Based on my 12 years of one-on-one executive coaching experience, the most common coaching need is listening. All of my clients are successful executives. Why do they have a problem with listening skills? Here are the explanations:

1. No feedback: Most people don't want to give feedback to people who don't listen well. You might try once or twice. But whenever you do, you may find your boss always defends his action. He might think that he's trying explain why he didn't listen well but people don't perceive it as an explanation. Rather, they see it as a defence mechanism to protect the executive ego. Hence, most executives just don't get constructive feedback -- particularly on their weakness in listening skills.

2. Command and control style: In less than 40 years, Thailand has been transformed from an agrarian society into a rapidly industrialising free-market country. Hence, most senior leaders in business today come from a manufacturing background. Manufacturing excellence focuses on process, productivity and output. Hence, command-and-control leadership seemed to work well. Unfortunately, it doesn't work well if you want your knowledge workers to be inspired and engaged.

3. Thai culture: Thais value consideration, respect for seniority and authority, and saving face. These are the common causes that prevent subordinates from giving feedback to the boss.

4. The expertise trap: Most managers were promoted because they were outstanding performers. What did they do to be promoted? They were experts in their work. Hence, when they became managers, they still want to be experts. Instead of empowering people they inspect, check up on others and apply their own expertise. When you manage with an expert mentality you won't listen well.

5. Ego: Once you get used to a working environment with the above factors, you become self-centred. You possess an unhealthy ego.
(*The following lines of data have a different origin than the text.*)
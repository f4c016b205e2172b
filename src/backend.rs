//! Backend struct for the Nomad Language Server.
//!
//! The Backend holds server state and implements the `LanguageServer` trait
//! from tower-lsp. It keeps open documents in the document store and drives
//! the schema-driven resolver for every feature request.

use serde::{Deserialize, Serialize};
use tokio::sync::RwLock;
use tower_lsp::jsonrpc::Result;
use tower_lsp::lsp_types::*;
use tower_lsp::{Client, LanguageServer};

use crate::completion;
use crate::diagnostics;
use crate::formatting;
use crate::hover;
use crate::position;
use crate::schema::SchemaMap;
use crate::store::{Document, DocumentStore, StoreError};

/// Server-side configuration, synced from the client via
/// `workspace/didChangeConfiguration` under the `nomadLs` section.
#[derive(Debug, Clone, Default, Serialize, Deserialize)]
#[serde(rename_all = "camelCase")]
pub struct NomadLsConfig {
    /// Formatting configuration
    #[serde(default)]
    pub formatting: FormattingConfig,
}

/// Formatting-specific configuration.
#[derive(Debug, Clone, Serialize, Deserialize)]
#[serde(rename_all = "camelCase")]
pub struct FormattingConfig {
    /// Number of spaces per indent level (default: 2)
    #[serde(default = "default_indent_width")]
    pub indent_width: usize,
    /// Use tabs instead of spaces (default: false)
    #[serde(default)]
    pub use_tabs: bool,
}

fn default_indent_width() -> usize {
    2
}

impl Default for FormattingConfig {
    fn default() -> Self {
        Self {
            indent_width: default_indent_width(),
            use_tabs: false,
        }
    }
}

/// The Backend struct holds server state.
///
/// # State
/// - `client`: the LSP client handle for sending notifications
/// - `store`: the open documents, keyed by URI
/// - `schemas`: the schema registry, built once and shared read-only
/// - `config`: server configuration synced from the client
pub struct Backend {
    client: Client,
    store: DocumentStore,
    schemas: SchemaMap,
    config: RwLock<NomadLsConfig>,
}

impl Backend {
    /// Create a new Backend instance with the given client handle.
    pub fn new(client: Client) -> Self {
        Self {
            client,
            store: DocumentStore::default(),
            schemas: SchemaMap::new(),
            config: RwLock::new(NomadLsConfig::default()),
        }
    }

    /// Validate a document snapshot and publish its diagnostics: the parse
    /// failure if there is one, plus the schema findings for every level of
    /// the tree.
    async fn publish_diagnostics(&self, uri: Url, document: &Document) {
        let mut diagnostics = Vec::new();
        if let Some(parse_error) = &document.parse_error {
            diagnostics.push(parse_error.clone());
        }
        if let Some(body) = &document.body {
            diagnostics.extend(
                diagnostics::collect(body, &self.schemas)
                    .iter()
                    .map(|finding| diagnostics::to_lsp_diagnostic(finding, &document.text)),
            );
        }

        log::debug!("publishing {} diagnostic(s) for {}", diagnostics.len(), uri);
        self.client
            .publish_diagnostics(uri, diagnostics, Some(document.version))
            .await;
    }
}

fn store_error(error: StoreError) -> tower_lsp::jsonrpc::Error {
    tower_lsp::jsonrpc::Error::invalid_params(error.to_string())
}

#[tower_lsp::async_trait]
impl LanguageServer for Backend {
    async fn initialize(&self, _: InitializeParams) -> Result<InitializeResult> {
        Ok(InitializeResult {
            server_info: Some(ServerInfo {
                name: "nomad-ls".to_string(),
                version: Some(env!("CARGO_PKG_VERSION").to_string()),
            }),
            capabilities: crate::capabilities::server_capabilities(),
        })
    }

    async fn initialized(&self, _: InitializedParams) {
        log::info!("nomad-ls initialized");
    }

    async fn shutdown(&self) -> Result<()> {
        Ok(())
    }

    async fn did_open(&self, params: DidOpenTextDocumentParams) {
        let uri = params.text_document.uri;

        log::info!("document opened: {}", uri);

        let document = self
            .store
            .insert(
                uri.clone(),
                params.text_document.text,
                params.text_document.version,
            )
            .await;
        self.publish_diagnostics(uri, &document).await;
    }

    async fn did_change(&self, params: DidChangeTextDocumentParams) {
        let uri = params.text_document.uri;
        let version = params.text_document.version;

        // Full document sync: the last change carries the whole content.
        if let Some(change) = params.content_changes.into_iter().last() {
            log::debug!("document changed: {}", uri);

            let document = self.store.insert(uri.clone(), change.text, version).await;
            self.publish_diagnostics(uri, &document).await;
        }
    }

    async fn did_close(&self, params: DidCloseTextDocumentParams) {
        let uri = params.text_document.uri;

        log::info!("document closed: {}", uri);

        self.store.remove(&uri).await;

        // Clear diagnostics for the closed document.
        self.client.publish_diagnostics(uri, vec![], None).await;
    }

    async fn did_save(&self, params: DidSaveTextDocumentParams) {
        let uri = params.text_document.uri;

        log::info!("document saved: {}", uri);

        match self.store.get(&uri).await {
            Ok(document) => self.publish_diagnostics(uri, &document).await,
            Err(_) => log::warn!("saved document was not open: {}", uri),
        }
    }

    async fn did_change_configuration(&self, params: DidChangeConfigurationParams) {
        log::info!("configuration changed");

        if let Some(settings) = params.settings.as_object() {
            if let Some(section) = settings.get("nomadLs") {
                match serde_json::from_value::<NomadLsConfig>(section.clone()) {
                    Ok(new_config) => {
                        log::debug!("updated configuration: {:?}", new_config);
                        let mut config = self.config.write().await;
                        *config = new_config;
                    }
                    Err(e) => {
                        log::warn!("failed to parse configuration: {}", e);
                    }
                }
            }
        }
    }

    async fn completion(&self, params: CompletionParams) -> Result<Option<CompletionResponse>> {
        let uri = params.text_document_position.text_document.uri;
        let position = params.text_document_position.position;

        let document = self.store.get(&uri).await.map_err(store_error)?;
        let Some(body) = &document.body else {
            // Mid-edit syntax error: nothing to offer, but not a failure.
            return Ok(None);
        };

        let offset = position::byte_offset(&document.text, position);
        let items = completion::completions(body, offset, &self.schemas);
        Ok(Some(CompletionResponse::Array(items)))
    }

    async fn hover(&self, params: HoverParams) -> Result<Option<Hover>> {
        let uri = params.text_document_position_params.text_document.uri;
        let position = params.text_document_position_params.position;

        let document = self.store.get(&uri).await.map_err(store_error)?;
        let Some(body) = &document.body else {
            return Ok(None);
        };

        let offset = position::byte_offset(&document.text, position);
        let Some(description) = hover::hover(body, offset, &self.schemas) else {
            return Ok(None);
        };

        Ok(Some(Hover {
            contents: HoverContents::Markup(MarkupContent {
                kind: MarkupKind::Markdown,
                value: description,
            }),
            range: None,
        }))
    }

    async fn formatting(&self, params: DocumentFormattingParams) -> Result<Option<Vec<TextEdit>>> {
        let uri = params.text_document.uri;

        log::info!("format document: {}", uri);

        let document = self.store.get(&uri).await.map_err(store_error)?;

        // The editor always provides tab_size and insert_spaces in the
        // request, so those win over the synced server configuration.
        let config = formatting::extract_format_options(&params.options);
        let _server_config = self.config.read().await.formatting.clone();

        let edits = formatting::format_document(&document.text, Some(config));

        if edits.is_empty() {
            log::debug!("no formatting changes needed for: {}", uri);
        } else {
            log::debug!("returning {} format edit(s) for: {}", edits.len(), uri);
        }
        Ok(Some(edits))
    }
}

#[cfg(test)]
mod tests {
    use super::*;
    use tower_lsp::LspService;

    const JOB: &str = r#"
job "web" {
  group "api" {
    service {
      name = "api"

    }
  }
}
"#;

    fn open_params(uri: &Url, text: &str) -> DidOpenTextDocumentParams {
        DidOpenTextDocumentParams {
            text_document: TextDocumentItem {
                uri: uri.clone(),
                language_id: "hcl".to_string(),
                version: 1,
                text: text.to_string(),
            },
        }
    }

    #[tokio::test]
    async fn completion_after_open_offers_service_content() {
        let (service, _socket) = LspService::new(Backend::new);
        let backend = service.inner();

        let uri = Url::parse("file:///jobs/web.nomad.hcl").unwrap();
        backend.did_open(open_params(&uri, JOB)).await;

        // The blank line inside the service block.
        let line = JOB[..JOB.find("name = \"api\"").unwrap()].matches('\n').count() as u32 + 1;
        let response = backend
            .completion(CompletionParams {
                text_document_position: TextDocumentPositionParams {
                    text_document: TextDocumentIdentifier { uri },
                    position: Position { line, character: 0 },
                },
                work_done_progress_params: Default::default(),
                partial_result_params: Default::default(),
                context: None,
            })
            .await
            .unwrap();

        let Some(CompletionResponse::Array(items)) = response else {
            panic!("expected completion items");
        };
        assert!(items.iter().any(|i| i.label == "check"));
        assert!(!items.iter().any(|i| i.label == "name"));
    }

    #[tokio::test]
    async fn requests_against_unopened_documents_fail() {
        let (service, _socket) = LspService::new(Backend::new);
        let backend = service.inner();

        let uri = Url::parse("file:///jobs/missing.nomad.hcl").unwrap();
        let result = backend
            .hover(HoverParams {
                text_document_position_params: TextDocumentPositionParams {
                    text_document: TextDocumentIdentifier { uri },
                    position: Position { line: 0, character: 0 },
                },
                work_done_progress_params: Default::default(),
            })
            .await;
        assert!(result.is_err());
    }
}
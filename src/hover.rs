//! Hover descriptions for blocks and attributes.

use hcl_edit::structure::Body;
use hcl_edit::Span;

use crate::resolver::{self, contains, Resolution};
use crate::schema::SchemaMap;

/// Description of whatever sits under the cursor, if the schema knows it.
///
/// A position on a block's header line yields the block's documentation
/// (resolved through the driver for a dependent `config` block). Inside a
/// body, the attribute whose name range encloses the position wins; an
/// unclaimed gap yields nothing.
pub fn hover(body: &Body, offset: usize, schemas: &SchemaMap) -> Option<String> {
    match resolver::resolve_at(body, offset, schemas, true) {
        Resolution::Header { description } => Some(description.to_string()),
        Resolution::Terminal(matched) => {
            for attribute in matched.body.attributes() {
                let Some(span) = attribute.key.span() else {
                    continue;
                };
                if contains(&span, offset) {
                    return matched
                        .schema
                        .attribute(attribute.key.value().as_str())
                        .map(|schema| schema.description.to_string());
                }
            }
            None
        }
        Resolution::NoSchema => None,
    }
}

#[cfg(test)]
mod tests {
    use super::*;

    const JOB: &str = r#"
job "web" {
  group "api" {

    service {
      name = "api"
    }

    task "server" {
      driver = "docker"

      config {
        image = "nginx:1.25"
      }
    }
  }
}
"#;

    fn parse(source: &str) -> Body {
        hcl_edit::parser::parse_body(source).expect("fixture parses")
    }

    #[test]
    fn block_header_yields_the_block_description() {
        let body = parse(JOB);
        let schemas = SchemaMap::new();
        let offset = JOB.find("service {").unwrap() + 2;
        let text = hover(&body, offset, &schemas).expect("hover content");
        assert!(text.contains("service discovery"), "{text}");
    }

    #[test]
    fn dependent_config_header_describes_the_selected_driver() {
        let body = parse(JOB);
        let schemas = SchemaMap::new();
        let offset = JOB.find("config {").unwrap() + 2;
        let text = hover(&body, offset, &schemas).expect("hover content");
        assert!(text.contains("Docker"), "{text}");
    }

    #[test]
    fn unknown_driver_falls_back_to_the_generic_config_description() {
        let source = JOB.replace("\"docker\"", "\"podman\"");
        let body = parse(&source);
        let schemas = SchemaMap::new();
        let offset = source.find("config {").unwrap() + 2;
        let text = hover(&body, offset, &schemas).expect("hover content");
        assert!(text.contains("driver configuration"), "{text}");
    }

    #[test]
    fn attribute_name_yields_the_attribute_description() {
        let body = parse(JOB);
        let schemas = SchemaMap::new();
        let offset = JOB.find("driver =").unwrap() + 2;
        let text = hover(&body, offset, &schemas).expect("hover content");
        assert!(text.contains("task driver"), "{text}");
    }

    #[test]
    fn unclaimed_gap_inside_a_body_yields_nothing() {
        let body = parse(JOB);
        let schemas = SchemaMap::new();
        // The blank line at the top of the group body.
        let offset = JOB.find("group \"api\" {").unwrap() + "group \"api\" {\n".len();
        assert_eq!(hover(&body, offset, &schemas), None);
    }

    #[test]
    fn unknown_attribute_yields_nothing() {
        let source = JOB.replace("name = \"api\"", "nmae = \"api\"");
        let body = parse(&source);
        let schemas = SchemaMap::new();
        let offset = source.find("nmae").unwrap() + 1;
        assert_eq!(hover(&body, offset, &schemas), None);
    }
}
The bigger the ego, the less of a listener you tend to be.

Possible solutions: How can we make leaders more aware about their blind spot when it comes to listening skills?
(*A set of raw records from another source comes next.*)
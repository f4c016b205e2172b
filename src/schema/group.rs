//! Group scoped schemas: networking, storage and restart policies.

use super::{
    AttributeSchema, BlockSchema, BodySchema, DefaultValue, LiteralKind, SchemaLink,
};

pub(crate) static GROUP: BodySchema = BodySchema {
    description: "Defines a series of tasks that should be co-located on the same client. All tasks within a group are placed on the same node.",
    attributes: &[
        AttributeSchema {
            name: "count",
            description: "Specifies the number of instances that should be running under for this group. This value must be non-negative.",
            required: false,
            value_type: Some(LiteralKind::Number),
            default: Some(DefaultValue::Num(1)),
        },
        AttributeSchema {
            name: "shutdown_delay",
            description: "Specifies the duration to wait when stopping a group's tasks. The delay occurs between Consul or Nomad service deregistration and sending each task a shutdown signal.",
            required: false,
            value_type: Some(LiteralKind::String),
            default: Some(DefaultValue::Str("0s")),
        },
    ],
    blocks: &[
        BlockSchema {
            name: "task",
            description: "Creates an individual unit of work, such as a Docker container, web application, or batch processing job.",
            labeled: true,
            link: SchemaLink::Simple("task"),
        },
        BlockSchema {
            name: "service",
            description: "Specifies integrations with Nomad or Consul for service discovery. Nomad automatically registers the service when an allocation is started and de-registers it when it dies.",
            labeled: false,
            link: SchemaLink::Simple("service"),
        },
        BlockSchema {
            name: "network",
            description: "Specifies the network requirements and configuration, including static and dynamic port allocations, for the group.",
            labeled: false,
            link: SchemaLink::Simple("network"),
        },
        BlockSchema {
            name: "restart",
            description: "Specifies the restart policy for all tasks in this group. If omitted, a default policy exists for each job type.",
            labeled: false,
            link: SchemaLink::Simple("restart"),
        },
        BlockSchema {
            name: "reschedule",
            description: "Specifies the group's rescheduling strategy, overriding the job level policy.",
            labeled: false,
            link: SchemaLink::Simple("reschedule"),
        },
        BlockSchema {
            name: "ephemeral_disk",
            description: "Specifies the ephemeral disk requirements of the group. The ephemeral disk is shared between all tasks in the group.",
            labeled: false,
            link: SchemaLink::Simple("ephemeral_disk"),
        },
        BlockSchema {
            name: "volume",
            description: "Specifies a host or CSI volume that should be made available to the group's tasks.",
            labeled: true,
            link: SchemaLink::Simple("volume"),
        },
        BlockSchema {
            name: "meta",
            description: "Specifies a key-value map that annotates the group with user-defined metadata.",
            labeled: false,
            link: SchemaLink::Simple("meta"),
        },
        BlockSchema {
            name: "constraint",
            description: "Restricts the set of eligible nodes for this group. This can be provided multiple times.",
            labeled: false,
            link: SchemaLink::Simple("constraint"),
        },
        BlockSchema {
            name: "affinity",
            description: "Expresses placement preference for this group. This can be provided multiple times.",
            labeled: false,
            link: SchemaLink::Simple("affinity"),
        },
        BlockSchema {
            name: "spread",
            description: "Spreads this group's allocations across a node attribute or metadata.",
            labeled: false,
            link: SchemaLink::Simple("spread"),
        },
        BlockSchema {
            name: "update",
            description: "Specifies the group's update strategy, overriding the job level policy.",
            labeled: false,
            link: SchemaLink::Simple("update"),
        },
        BlockSchema {
            name: "migrate",
            description: "Specifies the group's migration strategy, overriding the job level policy.",
            labeled: false,
            link: SchemaLink::Simple("migrate"),
        },
        BlockSchema {
            name: "vault",
            description: "Specifies the set of Vault policies required by all tasks in this group.",
            labeled: false,
            link: SchemaLink::Simple("vault"),
        },
    ],
    any_attribute: false,
};

pub(crate) static RESTART: BodySchema = BodySchema {
    description: "Configures a group's behavior on task failure.",
    attributes: &[
        AttributeSchema {
            name: "attempts",
            description: "Specifies the number of restarts allowed in the configured interval.",
            required: false,
            value_type: Some(LiteralKind::Number),
            default: Some(DefaultValue::Num(2)),
        },
        AttributeSchema {
            name: "delay",
            description: "Specifies the duration to wait before restarting a task.",
            required: false,
            value_type: Some(LiteralKind::String),
            default: Some(DefaultValue::Str("15s")),
        },
        AttributeSchema {
            name: "interval",
            description: "Specifies the duration which begins when the first task starts and ensures that only `attempts` number of restarts happens within it.",
            required: false,
            value_type: Some(LiteralKind::String),
            default: Some(DefaultValue::Str("30m")),
        },
        AttributeSchema {
            name: "mode",
            description: "Controls the behavior when the task fails more than `attempts` times in an interval. Valid options are `delay` and `fail`.",
            required: false,
            value_type: Some(LiteralKind::String),
            default: Some(DefaultValue::Str("fail")),
        },
    ],
    blocks: &[],
    any_attribute: false,
};

pub(crate) static EPHEMERAL_DISK: BodySchema = BodySchema {
    description: "Describes the ephemeral disk requirements of the group.",
    attributes: &[
        AttributeSchema {
            name: "migrate",
            description: "When `sticky` is true, specifies that the Nomad client should make a best-effort attempt to migrate the data from the previous allocation even if the previous allocation was on another client.",
            required: false,
            value_type: Some(LiteralKind::Bool),
            default: Some(DefaultValue::Bool(false)),
        },
        AttributeSchema {
            name: "size",
            description: "Specifies the size of the ephemeral disk in MB.",
            required: false,
            value_type: Some(LiteralKind::Number),
            default: Some(DefaultValue::Num(300)),
        },
        AttributeSchema {
            name: "sticky",
            description: "Specifies that Nomad should make a best-effort attempt to place the updated allocation on the same machine.",
            required: false,
            value_type: Some(LiteralKind::Bool),
            default: Some(DefaultValue::Bool(false)),
        },
    ],
    blocks: &[],
    any_attribute: false,
};

pub(crate) static NETWORK: BodySchema = BodySchema {
    description: "Specifies the networking requirements for the group, including the network mode and port allocations.",
    attributes: &[AttributeSchema {
        name: "mode",
        description: "Mode of the network. Valid options are `none`, `bridge`, `host` and `cni/<cni network name>`.",
        required: false,
        value_type: Some(LiteralKind::String),
        default: Some(DefaultValue::Str("host")),
    }],
    blocks: &[
        BlockSchema {
            name: "port",
            description: "Specifies a TCP/UDP port allocation. Each port may be reserved statically or allocated dynamically.",
            labeled: true,
            link: SchemaLink::Simple("port"),
        },
        BlockSchema {
            name: "dns",
            description: "Sets the DNS configuration for the allocations. Only supported in `bridge` and `cni` network modes.",
            labeled: false,
            link: SchemaLink::Simple("dns"),
        },
    ],
    any_attribute: false,
};

pub(crate) static PORT: BodySchema = BodySchema {
    description: "Specifies a TCP/UDP port allocation, mapping a port on the host to a port inside the allocation.",
    attributes: &[
        AttributeSchema {
            name: "static",
            description: "Specifies the static TCP/UDP port to allocate. If omitted, a dynamic port is chosen.",
            required: false,
            value_type: Some(LiteralKind::Number),
            default: None,
        },
        AttributeSchema {
            name: "to",
            description: "Applicable when using \"bridge\" mode to configure port to map to inside the task's network namespace. `-1` sets the mapped port equal to the dynamic port allocated by the scheduler.",
            required: false,
            value_type: Some(LiteralKind::Number),
            default: None,
        },
        AttributeSchema {
            name: "host_network",
            description: "Designates the host network name to use when allocating the port.",
            required: false,
            value_type: Some(LiteralKind::String),
            default: None,
        },
    ],
    blocks: &[],
    any_attribute: false,
};

pub(crate) static DNS: BodySchema = BodySchema {
    description: "DNS configuration applied to the allocations.",
    attributes: &[
        AttributeSchema {
            name: "servers",
            description: "Sets the DNS nameservers the allocation uses for name resolution.",
            required: false,
            value_type: Some(LiteralKind::ListOfString),
            default: None,
        },
        AttributeSchema {
            name: "searches",
            description: "Sets the search list for hostname lookup.",
            required: false,
            value_type: Some(LiteralKind::ListOfString),
            default: None,
        },
        AttributeSchema {
            name: "options",
            description: "Sets internal resolver variables.",
            required: false,
            value_type: Some(LiteralKind::ListOfString),
            default: None,
        },
    ],
    blocks: &[],
    any_attribute: false,
};

pub(crate) static VOLUME: BodySchema = BodySchema {
    description: "Requests a host or CSI volume for the group. Tasks reference it through a `volume_mount`.",
    attributes: &[
        AttributeSchema {
            name: "type",
            description: "Specifies the type of a given volume. Valid options are `host` and `csi`.",
            required: false,
            value_type: Some(LiteralKind::String),
            default: Some(DefaultValue::Str("host")),
        },
        AttributeSchema {
            name: "source",
            description: "The name of the volume to request. When using `host_volume`'s this should match the published name of the host volume.",
            required: true,
            value_type: Some(LiteralKind::String),
            default: None,
        },
        AttributeSchema {
            name: "read_only",
            description: "Specifies that the group only requires read only access to a volume and is used as the default value for the `volume_mount -> read_only` configuration.",
            required: false,
            value_type: Some(LiteralKind::Bool),
            default: Some(DefaultValue::Bool(false)),
        },
    ],
    blocks: &[],
    any_attribute: false,
};

pub(crate) static VOLUME_MOUNT: BodySchema = BodySchema {
    description: "Mounts a group volume into a task.",
    attributes: &[
        AttributeSchema {
            name: "volume",
            description: "Specifies the group volume that the mount is going to access.",
            required: true,
            value_type: Some(LiteralKind::String),
            default: None,
        },
        AttributeSchema {
            name: "destination",
            description: "Specifies where the volume should be mounted inside the task's allocation.",
            required: true,
            value_type: Some(LiteralKind::String),
            default: None,
        },
        AttributeSchema {
            name: "read_only",
            description: "When a group volume is writeable, you may specify that it is read only on a per mount level.",
            required: false,
            value_type: Some(LiteralKind::Bool),
            default: Some(DefaultValue::Bool(false)),
        },
        AttributeSchema {
            name: "propagation_mode",
            description: "Specifies the mount propagation behavior. Valid options are `private`, `host-to-task` and `bidirectional`.",
            required: false,
            value_type: Some(LiteralKind::String),
            default: Some(DefaultValue::Str("private")),
        },
    ],
    blocks: &[],
    any_attribute: false,
};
I do 360-degree feedback to obtain data through face-to-face interviews with six people surrounding the executive: one direct boss, two peers and three direct subordinates. Here are the questions I ask them:

1. How does it feel working around this executive?

2. What does he or she do that helps your performance?
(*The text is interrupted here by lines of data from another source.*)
//! Whole document validation and diagnostic mapping.
//!
//! The collector walks the entire tree (not position scoped), validating
//! each body against its contextual schema and aggregating the findings
//! from every level into one flat list. This module also owns the wire
//! boundary: byte spans become 0-based protocol ranges, and the parser's
//! 1-based error locations shift down by one.

use hcl_edit::structure::Body;
use tower_lsp::lsp_types::{Diagnostic, DiagnosticSeverity, Position, Range};

use crate::position;
use crate::resolver;
use crate::schema::validate::{self, SchemaDiagnostic};
use crate::schema::{SchemaMap, ROOT_SCHEMA};

/// Validate the whole document tree against the schema graph.
pub fn collect(body: &Body, schemas: &SchemaMap) -> Vec<SchemaDiagnostic> {
    let mut diagnostics = Vec::new();
    walk(body, schemas, ROOT_SCHEMA, &mut diagnostics);
    diagnostics
}

fn walk(body: &Body, schemas: &SchemaMap, schema_key: &str, out: &mut Vec<SchemaDiagnostic>) {
    let Some(schema) = schemas.get(schema_key) else {
        return;
    };

    out.extend(validate::validate_body(body, schema));

    for block in body.blocks() {
        let kind = block.ident.value().as_str();
        let Some(block_schema) = schema.block(kind) else {
            // Already reported as unsupported; nothing to recurse into.
            continue;
        };
        // An unresolvable link (unknown driver, non-literal discriminator)
        // stops the walk for this subtree: findings from shallower levels
        // stand, deeper structure is simply not checked.
        let Some(key) = resolver::child_schema_key(block_schema, kind, body) else {
            continue;
        };
        walk(&block.body, schemas, &key, out);
    }
}

/// Map a schema finding onto the wire diagnostic type.
pub fn to_lsp_diagnostic(diagnostic: &SchemaDiagnostic, text: &str) -> Diagnostic {
    Diagnostic {
        range: Range {
            start: position::position_at(text, diagnostic.span.start),
            end: position::position_at(text, diagnostic.span.end),
        },
        severity: Some(DiagnosticSeverity::ERROR),
        source: Some("nomad-ls".to_string()),
        message: diagnostic.message.clone(),
        ..Default::default()
    }
}

/// Map an HCL parse failure onto the wire diagnostic type.
///
/// The parser reports 1-based line/column positions while the protocol is
/// 0-based, so both coordinates shift down by one here.
pub fn parse_error_to_diagnostic(error: &hcl_edit::parser::Error) -> Diagnostic {
    let location = error.location();
    let line = location.line().saturating_sub(1) as u32;
    let character = location.column().saturating_sub(1) as u32;
    Diagnostic {
        range: Range {
            start: Position { line, character },
            end: Position {
                line,
                character: character + 1,
            },
        },
        severity: Some(DiagnosticSeverity::ERROR),
        source: Some("nomad-ls".to_string()),
        message: error.message().to_string(),
        ..Default::default()
    }
}

#[cfg(test)]
mod tests {
    use super::*;
    use pretty_assertions::assert_eq;

    fn parse(source: &str) -> Body {
        hcl_edit::parser::parse_body(source).expect("fixture parses")
    }

    #[test]
    fn findings_are_aggregated_across_levels() {
        let source = r#"
job "web" {
  colour = "blue"

  group "api" {
    coun = 1

    task "server" {
      driver = "docker"

      config {
        image = "nginx:1.25"
      }
    }
  }
}
"#;
        let body = parse(source);
        let schemas = SchemaMap::new();
        let diagnostics = collect(&body, &schemas);
        let messages: Vec<_> = diagnostics.iter().map(|d| d.message.as_str()).collect();
        assert_eq!(
            messages,
            vec![
                "Unsupported attribute: \"colour\" is not expected here.",
                "Unsupported attribute: \"coun\" is not expected here.",
            ]
        );
    }

    #[test]
    fn dependent_config_is_validated_against_the_driver_schema() {
        let source = r#"
job "web" {
  group "api" {
    task "server" {
      driver = "docker"

      config {
        command = "server"
      }
    }
  }
}
"#;
        let body = parse(source);
        let schemas = SchemaMap::new();
        let diagnostics = collect(&body, &schemas);
        // `command` is valid docker config, but `image` is required.
        assert_eq!(diagnostics.len(), 1);
        assert!(diagnostics[0].message.contains("\"image\""), "{diagnostics:?}");
    }

    #[test]
    fn unknown_driver_subtree_is_silently_skipped() {
        // The config body is full of nonsense, but with an unregistered
        // driver there is no schema to check it against. Only the
        // attribute-level machinery could flag the driver value itself;
        // the collector stays silent by design.
        let source = r#"
job "web" {
  group "api" {
    task "server" {
      driver = "podman"

      config {
        complete = "nonsense"
        gibberish = true
      }
    }
  }
}
"#;
        let body = parse(source);
        let schemas = SchemaMap::new();
        let diagnostics = collect(&body, &schemas);
        assert!(diagnostics.is_empty(), "{diagnostics:?}");
    }

    #[test]
    fn schema_diagnostic_maps_to_zero_based_wire_range() {
        let source = "job \"web\" {\n  colour = \"blue\"\n}\n";
        let body = parse(source);
        let schemas = SchemaMap::new();
        let diagnostics = collect(&body, &schemas);
        assert_eq!(diagnostics.len(), 1);

        let wire = to_lsp_diagnostic(&diagnostics[0], source);
        assert_eq!(wire.range.start, Position { line: 1, character: 2 });
        assert_eq!(wire.range.end, Position { line: 1, character: 8 });
        assert_eq!(wire.severity, Some(DiagnosticSeverity::ERROR));
        assert_eq!(wire.source.as_deref(), Some("nomad-ls"));
    }

    #[test]
    fn parse_error_shifts_one_based_location_to_zero_based() {
        let error = hcl_edit::parser::parse_body("job \"web\" {\n")
            .expect_err("unterminated block must fail");
        let wire = parse_error_to_diagnostic(&error);
        assert_eq!(wire.severity, Some(DiagnosticSeverity::ERROR));
        assert!(!wire.message.is_empty());
        // 1-based parser locations land on 0-based wire coordinates.
        assert!(wire.range.start.line < 2);
    }
}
3. What does he or she do that hinders your performance?

4. What do you want from this executive that you are not getting?

5. What's one thing you'd like him or her to continue/start/stop, doing that would help you be more effective?

In addition, I ask the executive's direct response to two more questions:

6. What have you learned by working with this executive, and what would you like to learn?

7. Do you consider him or her as being supportive of your success? If so, how? If not, what would you like to see?

You can try the same approach by asking someone who is perceived as neutral in your organisation to do 360-degree feedback for you.

Once I obtain the data, I analyse it and present it to the executive. Most are surprised when they realise that people perceive they have weak listening skills. When we discuss this in greater detail, we find some common triggers for these weak listening skills.

Understanding these triggers will help you, as subordinates, to influence your bosses better because they will listen more.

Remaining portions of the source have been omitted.